L’intrigue, divisée en deux périodes narratives prises en charge par divers relateurs, prend vraiment son temps pour s’installer. La première centaine de pages est pauvre en sensations de lecture. De plus, on peine à s’y retrouver parmi une distribution de personnages touffue et on se perd dans l’arbre généalogique. Je me suis ennuyée.

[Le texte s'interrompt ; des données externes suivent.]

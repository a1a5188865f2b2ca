pub mod cached;

pub use cached::CachedSchemaRegistryClient;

Le mystère de la disparition du diamant apporte un enjeu mais qui ne m’a pas plus transcendée que cela. Sa parentèle avec les policiers à tiroirs style Rouletabille.
La narration repose sur plusieurs témoins oculaires de l’affaire. Lesquels se succédent par écrit, sous la forme d’une déposition, comme à la barre d’un tribunal. Un procédé très prisé de W. Collins puisque déjà utilisé dans La Dame en blanc. D’abord Bettetedge, l’intendant de la demeure de campagns
e où se déroule l’intrigue. Un personnage de vieillard bourru assez drôle en lui-même. Même si sa misogynie prononcée m’a souvent fait lever les yeux au ciel. Serais-ce notre bon W. Collins, le macho ? En tout cas les théories machistes qu’il place dans la bouche de Betteredge laissent perplexe. Puis Miss Clake. Une cousine éloignée de la famille, une vieille fille indiscrète et bigote dont le fanatisme religieux (et l’hypocrisie) prête beaucoup à sourire tant le personnage est ridicule bien malgrè lui, (l’épisode des brochures pieuses est très amusant). Drusilla (c’est son prénom passe ensuite la plume à Mr Bruff, le vieil avoué de la famille dont la narration paraphrase et récapitule beaucoup celle des autres (heureusement, ce passage est court). Ensuite, c’est au tour de Franklin Black de faire son retour sur le devant de la scène (il avait disparu depuis la fin de la premiére période) et de s’acquitter de son témoignage. Imité bientôt par Ezra Jennings (un homme de sciences). Et comme W. Collins aime à multiplier les modes de narration, il ne s’agira pas d’une lettre cette fois mais d’extraits de journal. À Franklin Blake et au sergent Cuff et à Mr Candy revient alors l’honneur de conclure le récit.
Le sergent Cuff est savoureux. Un peu comme un ancêtre de Hercule Poirot. Un cousin éloigné de Sherlock Holmes. Il est fort dommage que le personnage apparaisse si peu de temps dans le roman.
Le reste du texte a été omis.